**WHAT YOU NEED TO DO**
What lines in the data hold the string "System"? Show them.

Collected data entries
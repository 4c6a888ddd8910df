use dioxus::prelude::*;

use crate::io::upload::FileFormat;
use crate::notify::Notifier;
use crate::state::surface::{CellAdvisory, GridSurface};
use crate::store::{AppSettings, FileStorage, Project, ProjectStore, ThemeMode};
use crate::ui::actions;
use crate::ui::toasts::ToastSink;

#[component]
pub fn Toolbar(
    surface: Signal<GridSurface>,
    store: Signal<ProjectStore<FileStorage>>,
    settings: Signal<AppSettings>,
    active_project: Signal<Option<Project>>,
    busy: Signal<bool>,
    show_filters: Signal<bool>,
    show_projects: Signal<bool>,
    show_json_editor: Signal<bool>,
    validation: Signal<Option<Vec<CellAdvisory>>>,
    selected_row: Signal<Option<usize>>,
    selected_column: Signal<Option<String>>,
    sink: ToastSink,
) -> Element {
    let mut new_column = use_signal(String::new);
    let mut export_format = use_signal(|| settings.peek().default_format);

    let snapshot = surface.read().clone();
    let can_undo = snapshot.can_undo();
    let can_redo = snapshot.can_redo();
    let search_open = snapshot.search_open();
    let filters_visible = *show_filters.read();
    let validation_open = validation.read().is_some();
    let json_editor_open = *show_json_editor.read();
    let is_busy = *busy.read();
    let theme = settings.read().theme;
    let theme_value = theme_code(theme);
    let export_value = format_code(*export_format.read());
    let selected_width = selected_column
        .read()
        .as_ref()
        .map(|id| snapshot.column_width(id));

    rsx! {
        div { class: "toolbar",
            // File group
            div { class: "toolbar-group",
                button {
                    class: "toolbar-btn",
                    id: "btn-import",
                    disabled: is_busy,
                    onclick: move |_| {
                        spawn(async move {
                            actions::import_file(surface, active_project, busy, sink).await;
                        });
                    },
                    "\u{1F4C2} Import"
                }
                select {
                    class: "toolbar-select toolbar-select-sm",
                    id: "select-export-format",
                    value: "{export_value}",
                    onchange: move |evt| {
                        export_format.set(format_from_code(&evt.value()));
                    },
                    option { value: "json", "JSON" }
                    option { value: "csv", "CSV" }
                    option { value: "xlsx", "Excel" }
                }
                button {
                    class: "toolbar-btn",
                    id: "btn-export",
                    onclick: move |_| {
                        let format = *export_format.read();
                        spawn(async move {
                            actions::export_file(surface, format, sink).await;
                        });
                    },
                    "\u{1F4BE} Export"
                }
                button {
                    class: "toolbar-btn",
                    id: "btn-projects",
                    onclick: move |_| {
                        let open = *show_projects.read();
                        let mut show_projects = show_projects;
                        show_projects.set(!open);
                    },
                    "\u{1F4C1} Projects"
                }
            }
            div { class: "toolbar-separator" }

            // Edit group
            div { class: "toolbar-group",
                button {
                    class: "toolbar-btn",
                    id: "btn-undo",
                    disabled: !can_undo,
                    onclick: move |_| {
                        surface.with_mut(|s| {
                            s.undo();
                        });
                        selected_row.set(None);
                    },
                    "\u{21A9} Undo"
                }
                button {
                    class: "toolbar-btn",
                    id: "btn-redo",
                    disabled: !can_redo,
                    onclick: move |_| {
                        surface.with_mut(|s| {
                            s.redo();
                        });
                        selected_row.set(None);
                    },
                    "\u{21AA} Redo"
                }
            }
            div { class: "toolbar-separator" }

            // Row/column group
            div { class: "toolbar-group",
                button {
                    class: "toolbar-btn",
                    id: "btn-add-row",
                    onclick: move |_| {
                        surface.with_mut(|s| {
                            s.add_row();
                        });
                    },
                    "\u{2795} Row"
                }
                button {
                    class: "toolbar-btn toolbar-btn-danger",
                    id: "btn-delete-row",
                    disabled: selected_row.read().is_none(),
                    onclick: move |_| {
                        let row_index = *selected_row.read();
                        if let Some(row_index) = row_index {
                            surface.with_mut(|s| {
                                s.remove_row(row_index);
                            });
                            selected_row.set(None);
                        }
                    },
                    "\u{1F5D1} Row"
                }
                input {
                    class: "toolbar-input",
                    id: "input-new-column",
                    placeholder: "Column name",
                    value: "{new_column.read()}",
                    oninput: move |evt| {
                        new_column.set(evt.value());
                    }
                }
                button {
                    class: "toolbar-btn",
                    id: "btn-add-column",
                    onclick: move |_| {
                        let name = new_column.read().trim().to_string();
                        surface.with_mut(|s| {
                            s.add_column(if name.is_empty() { None } else { Some(&name) });
                        });
                        new_column.set(String::new());
                    },
                    "\u{2795} Column"
                }
                button {
                    class: "toolbar-btn toolbar-btn-danger",
                    id: "btn-delete-column",
                    disabled: selected_column.read().is_none(),
                    onclick: move |_| {
                        let column = selected_column.read().clone();
                        if let Some(column) = column {
                            surface.with_mut(|s| {
                                s.remove_column(&column);
                            });
                            selected_column.set(None);
                        }
                    },
                    "\u{1F5D1} Column"
                }
                if let Some(width) = selected_width {
                    input {
                        class: "toolbar-input toolbar-input-sm",
                        id: "input-column-width",
                        r#type: "number",
                        min: "50",
                        max: "2000",
                        value: "{width}",
                        oninput: move |evt: Event<FormData>| {
                            let column = selected_column.read().clone();
                            if let (Some(column), Ok(width)) = (column, evt.value().parse::<u32>()) {
                                surface.with_mut(|s| s.resize_column(&column, width));
                            }
                        }
                    }
                }
            }
            div { class: "toolbar-separator" }

            // Data group
            div { class: "toolbar-group",
                button {
                    class: "toolbar-btn",
                    id: "btn-auto-format",
                    onclick: move |_| {
                        surface.with_mut(|s| {
                            s.auto_format();
                        });
                        sink.info("Auto-formatted numeric and boolean strings");
                    },
                    "\u{2728} Auto Format"
                }
                button {
                    class: toggle_class("toolbar-btn", validation_open),
                    id: "btn-validate",
                    onclick: move |_| {
                        let mut validation = validation;
                        if validation.peek().is_some() {
                            validation.set(None);
                        } else {
                            let findings = surface.read().validate();
                            validation.set(Some(findings));
                        }
                    },
                    "\u{2714} Validate"
                }
                button {
                    class: "toolbar-btn toolbar-btn-danger",
                    id: "btn-clear",
                    onclick: move |_| {
                        surface.with_mut(|s| {
                            s.clear();
                        });
                        selected_row.set(None);
                        selected_column.set(None);
                        sink.info("Cleared all data");
                    },
                    "\u{1F5D1} Clear"
                }
            }
            div { class: "toolbar-separator" }

            // View group
            div { class: "toolbar-group",
                button {
                    class: toggle_class("toolbar-btn", search_open),
                    id: "btn-search",
                    onclick: move |_| {
                        surface.with_mut(|s| s.toggle_search());
                    },
                    "\u{1F50D} Search"
                }
                button {
                    class: toggle_class("toolbar-btn", json_editor_open),
                    id: "btn-json-editor",
                    onclick: move |_| {
                        let open = *show_json_editor.read();
                        let mut show_json_editor = show_json_editor;
                        show_json_editor.set(!open);
                    },
                    "\u{1F4C4} JSON"
                }
                button {
                    class: toggle_class("toolbar-btn", filters_visible),
                    id: "btn-filters",
                    onclick: move |_| {
                        let visible = *show_filters.read();
                        let mut show_filters = show_filters;
                        show_filters.set(!visible);
                        if visible {
                            surface.with_mut(|s| s.clear_filters());
                        }
                    },
                    "\u{25BD} Filters"
                }
                select {
                    class: "toolbar-select toolbar-select-sm",
                    id: "select-theme",
                    value: "{theme_value}",
                    onchange: move |evt| {
                        let next = theme_from_code(&evt.value());
                        let mut updated = settings.peek().clone();
                        updated.theme = next;
                        let mut settings = settings;
                        settings.set(updated.clone());
                        if let Err(err) = store.with_mut(|s| s.save_settings(&updated)) {
                            log::error!("saving settings failed: {err}");
                            sink.error("Failed to save settings");
                        }
                    },
                    option { value: "light", "Light" }
                    option { value: "dark", "Dark" }
                    option { value: "system", "System" }
                }
            }

            // Info area (right-aligned)
            div { class: "toolbar-info",
                if is_busy {
                    span { class: "toolbar-label busy-label", "Importing..." }
                }
                if let Some(project) = active_project.read().as_ref() {
                    span { class: "toolbar-label", id: "label-active-project", "{project.name}" }
                }
                if let Some(col) = selected_column.read().as_ref() {
                    span { class: "toolbar-label", id: "label-selected-column", "Column: {col}" }
                }
            }
        }
    }
}

fn toggle_class(base: &str, active: bool) -> String {
    if active {
        format!("{base} toolbar-btn-active")
    } else {
        base.to_string()
    }
}

fn format_code(format: FileFormat) -> &'static str {
    match format {
        FileFormat::Json => "json",
        FileFormat::Csv => "csv",
        FileFormat::Xlsx => "xlsx",
    }
}

fn format_from_code(code: &str) -> FileFormat {
    match code {
        "csv" => FileFormat::Csv,
        "xlsx" => FileFormat::Xlsx,
        _ => FileFormat::Json,
    }
}

fn theme_code(theme: ThemeMode) -> &'static str {
    match theme {
        ThemeMode::Light => "light",
        ThemeMode::Dark => "dark",
        ThemeMode::System => "system",
    }
}

fn theme_from_code(code: &str) -> ThemeMode {
    match code {
        "light" => ThemeMode::Light,
        "dark" => ThemeMode::Dark,
        _ => ThemeMode::System,
    }
}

**REPLY**
                    option { value: "system", "System" }
        ThemeMode::System => "system",
        _ => ThemeMode::System,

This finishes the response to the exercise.